[[ Data for review, beginning ]]
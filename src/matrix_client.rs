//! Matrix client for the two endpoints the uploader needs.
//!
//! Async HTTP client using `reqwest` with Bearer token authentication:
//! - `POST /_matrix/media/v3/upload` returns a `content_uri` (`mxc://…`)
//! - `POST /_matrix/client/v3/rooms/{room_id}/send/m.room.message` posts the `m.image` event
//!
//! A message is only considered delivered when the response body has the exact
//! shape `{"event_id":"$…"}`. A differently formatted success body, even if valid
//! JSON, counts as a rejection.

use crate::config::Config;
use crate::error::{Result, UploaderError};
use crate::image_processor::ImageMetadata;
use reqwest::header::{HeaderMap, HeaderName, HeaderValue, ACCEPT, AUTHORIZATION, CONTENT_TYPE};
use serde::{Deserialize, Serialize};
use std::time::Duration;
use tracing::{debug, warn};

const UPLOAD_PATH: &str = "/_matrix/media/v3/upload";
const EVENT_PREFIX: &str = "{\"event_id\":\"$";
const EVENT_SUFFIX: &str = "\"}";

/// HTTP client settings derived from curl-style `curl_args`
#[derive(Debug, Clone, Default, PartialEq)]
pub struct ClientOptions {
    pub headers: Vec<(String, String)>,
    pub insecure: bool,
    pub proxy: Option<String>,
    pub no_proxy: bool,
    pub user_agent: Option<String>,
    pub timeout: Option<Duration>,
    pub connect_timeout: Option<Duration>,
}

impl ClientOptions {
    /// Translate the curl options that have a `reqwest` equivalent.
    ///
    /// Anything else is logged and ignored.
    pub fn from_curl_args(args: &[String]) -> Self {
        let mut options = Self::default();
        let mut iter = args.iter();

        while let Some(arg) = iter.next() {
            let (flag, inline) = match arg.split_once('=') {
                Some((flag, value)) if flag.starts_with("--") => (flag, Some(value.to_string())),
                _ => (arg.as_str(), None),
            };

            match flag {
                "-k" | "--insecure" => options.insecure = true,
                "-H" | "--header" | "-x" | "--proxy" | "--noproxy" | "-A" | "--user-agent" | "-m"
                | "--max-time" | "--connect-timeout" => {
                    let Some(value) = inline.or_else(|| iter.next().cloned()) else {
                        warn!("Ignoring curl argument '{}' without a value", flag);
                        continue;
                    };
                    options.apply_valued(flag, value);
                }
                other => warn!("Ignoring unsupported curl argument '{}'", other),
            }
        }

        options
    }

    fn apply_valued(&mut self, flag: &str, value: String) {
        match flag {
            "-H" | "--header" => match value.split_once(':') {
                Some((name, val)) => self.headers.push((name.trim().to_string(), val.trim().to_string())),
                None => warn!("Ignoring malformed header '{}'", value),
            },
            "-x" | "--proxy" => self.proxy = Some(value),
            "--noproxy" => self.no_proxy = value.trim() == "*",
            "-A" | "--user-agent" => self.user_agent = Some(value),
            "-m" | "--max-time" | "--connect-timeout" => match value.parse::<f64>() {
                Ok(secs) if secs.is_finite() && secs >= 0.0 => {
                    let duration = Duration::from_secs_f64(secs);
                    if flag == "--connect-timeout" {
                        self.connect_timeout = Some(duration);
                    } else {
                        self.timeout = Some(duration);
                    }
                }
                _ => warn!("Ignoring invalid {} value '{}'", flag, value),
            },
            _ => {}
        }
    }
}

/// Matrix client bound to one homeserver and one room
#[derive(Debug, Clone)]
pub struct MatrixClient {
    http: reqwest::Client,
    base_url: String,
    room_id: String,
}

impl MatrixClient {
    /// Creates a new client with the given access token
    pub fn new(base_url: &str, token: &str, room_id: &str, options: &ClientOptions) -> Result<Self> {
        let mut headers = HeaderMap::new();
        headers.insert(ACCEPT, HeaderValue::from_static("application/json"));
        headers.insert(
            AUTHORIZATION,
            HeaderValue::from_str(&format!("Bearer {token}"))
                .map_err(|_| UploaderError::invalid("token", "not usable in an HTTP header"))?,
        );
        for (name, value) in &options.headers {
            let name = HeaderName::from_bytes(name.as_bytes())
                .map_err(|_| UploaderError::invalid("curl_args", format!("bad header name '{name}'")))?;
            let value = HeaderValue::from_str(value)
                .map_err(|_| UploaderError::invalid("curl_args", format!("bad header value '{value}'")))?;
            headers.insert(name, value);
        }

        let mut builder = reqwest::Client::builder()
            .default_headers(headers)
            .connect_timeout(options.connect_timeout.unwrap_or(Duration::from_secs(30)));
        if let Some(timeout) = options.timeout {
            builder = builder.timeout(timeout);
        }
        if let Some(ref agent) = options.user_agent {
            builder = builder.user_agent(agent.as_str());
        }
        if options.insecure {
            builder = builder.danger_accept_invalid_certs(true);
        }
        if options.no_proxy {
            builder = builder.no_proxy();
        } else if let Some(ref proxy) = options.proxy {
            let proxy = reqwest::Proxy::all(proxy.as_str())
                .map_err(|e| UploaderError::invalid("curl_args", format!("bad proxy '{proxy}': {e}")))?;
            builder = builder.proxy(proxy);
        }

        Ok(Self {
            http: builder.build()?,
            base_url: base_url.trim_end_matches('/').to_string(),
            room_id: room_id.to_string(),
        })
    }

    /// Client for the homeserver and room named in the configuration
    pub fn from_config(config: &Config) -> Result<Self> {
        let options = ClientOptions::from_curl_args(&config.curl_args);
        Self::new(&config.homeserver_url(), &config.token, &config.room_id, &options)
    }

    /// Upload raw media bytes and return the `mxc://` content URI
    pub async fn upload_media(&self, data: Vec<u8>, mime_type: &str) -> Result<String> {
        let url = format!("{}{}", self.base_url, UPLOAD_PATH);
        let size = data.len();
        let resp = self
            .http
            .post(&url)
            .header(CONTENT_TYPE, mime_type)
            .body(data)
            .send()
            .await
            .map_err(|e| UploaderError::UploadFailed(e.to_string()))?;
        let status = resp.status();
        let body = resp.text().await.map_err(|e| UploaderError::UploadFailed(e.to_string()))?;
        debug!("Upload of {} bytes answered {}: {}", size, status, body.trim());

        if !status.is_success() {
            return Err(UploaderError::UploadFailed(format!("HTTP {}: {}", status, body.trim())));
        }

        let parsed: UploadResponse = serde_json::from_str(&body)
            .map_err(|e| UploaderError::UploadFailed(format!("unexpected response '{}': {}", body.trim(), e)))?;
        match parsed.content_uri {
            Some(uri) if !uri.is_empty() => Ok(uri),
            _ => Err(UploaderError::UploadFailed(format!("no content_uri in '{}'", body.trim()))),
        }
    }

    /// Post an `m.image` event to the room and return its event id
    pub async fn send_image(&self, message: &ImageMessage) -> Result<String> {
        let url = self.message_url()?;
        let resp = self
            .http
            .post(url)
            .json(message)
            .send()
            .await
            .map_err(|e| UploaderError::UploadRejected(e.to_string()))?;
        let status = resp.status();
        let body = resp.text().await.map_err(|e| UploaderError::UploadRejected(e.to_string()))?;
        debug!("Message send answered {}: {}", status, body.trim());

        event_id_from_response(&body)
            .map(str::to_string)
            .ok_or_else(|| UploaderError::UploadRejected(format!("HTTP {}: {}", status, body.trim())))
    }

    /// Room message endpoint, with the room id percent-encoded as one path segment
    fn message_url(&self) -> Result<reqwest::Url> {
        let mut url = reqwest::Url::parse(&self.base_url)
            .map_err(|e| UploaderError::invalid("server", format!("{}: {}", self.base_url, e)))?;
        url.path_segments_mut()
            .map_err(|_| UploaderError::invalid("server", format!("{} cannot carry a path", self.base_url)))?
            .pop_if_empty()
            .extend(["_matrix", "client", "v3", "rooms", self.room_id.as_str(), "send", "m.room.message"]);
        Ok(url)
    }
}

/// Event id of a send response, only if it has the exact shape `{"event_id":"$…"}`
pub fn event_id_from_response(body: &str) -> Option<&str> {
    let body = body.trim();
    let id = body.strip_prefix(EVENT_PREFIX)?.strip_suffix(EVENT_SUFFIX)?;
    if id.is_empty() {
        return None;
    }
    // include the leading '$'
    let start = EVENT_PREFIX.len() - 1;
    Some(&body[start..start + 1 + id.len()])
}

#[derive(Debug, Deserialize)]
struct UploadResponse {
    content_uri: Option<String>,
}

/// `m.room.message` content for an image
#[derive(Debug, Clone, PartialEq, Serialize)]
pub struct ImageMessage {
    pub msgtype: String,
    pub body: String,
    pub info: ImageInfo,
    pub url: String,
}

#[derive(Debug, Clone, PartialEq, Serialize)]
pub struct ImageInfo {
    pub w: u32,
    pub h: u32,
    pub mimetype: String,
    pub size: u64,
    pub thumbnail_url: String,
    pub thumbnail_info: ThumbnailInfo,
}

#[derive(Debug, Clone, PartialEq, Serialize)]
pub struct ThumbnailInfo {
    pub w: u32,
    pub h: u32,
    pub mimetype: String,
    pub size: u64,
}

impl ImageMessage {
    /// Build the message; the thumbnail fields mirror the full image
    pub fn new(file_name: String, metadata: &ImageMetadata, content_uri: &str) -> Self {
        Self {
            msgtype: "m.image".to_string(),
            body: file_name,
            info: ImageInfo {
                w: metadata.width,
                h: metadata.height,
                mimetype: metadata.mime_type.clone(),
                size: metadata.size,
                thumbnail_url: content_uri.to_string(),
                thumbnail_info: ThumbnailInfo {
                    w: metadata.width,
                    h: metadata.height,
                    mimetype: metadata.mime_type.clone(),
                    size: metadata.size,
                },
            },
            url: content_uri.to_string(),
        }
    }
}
[[ Data for review, end ]]
What to produce
Looking at the data above, return every line from the one with "#[derive(Debug, Clone)]" down to the one with "if let Some(timeout)", exactly and inclusively.

Reply
#[derive(Debug, Clone)]
pub struct MatrixClient {
    http: reqwest::Client,
    base_url: String,
    room_id: String,
}

impl MatrixClient {
    /// Creates a new client with the given access token
    pub fn new(base_url: &str, token: &str, room_id: &str, options: &ClientOptions) -> Result<Self> {
        let mut headers = HeaderMap::new();
        headers.insert(ACCEPT, HeaderValue::from_static("application/json"));
        headers.insert(
            AUTHORIZATION,
            HeaderValue::from_str(&format!("Bearer {token}"))
                .map_err(|_| UploaderError::invalid("token", "not usable in an HTTP header"))?,
        );
        for (name, value) in &options.headers {
            let name = HeaderName::from_bytes(name.as_bytes())
                .map_err(|_| UploaderError::invalid("curl_args", format!("bad header name '{name}'")))?;
            let value = HeaderValue::from_str(value)
                .map_err(|_| UploaderError::invalid("curl_args", format!("bad header value '{value}'")))?;
            headers.insert(name, value);
        }

        let mut builder = reqwest::Client::builder()
            .default_headers(headers)
            .connect_timeout(options.connect_timeout.unwrap_or(Duration::from_secs(30)));
        if let Some(timeout) = options.timeout {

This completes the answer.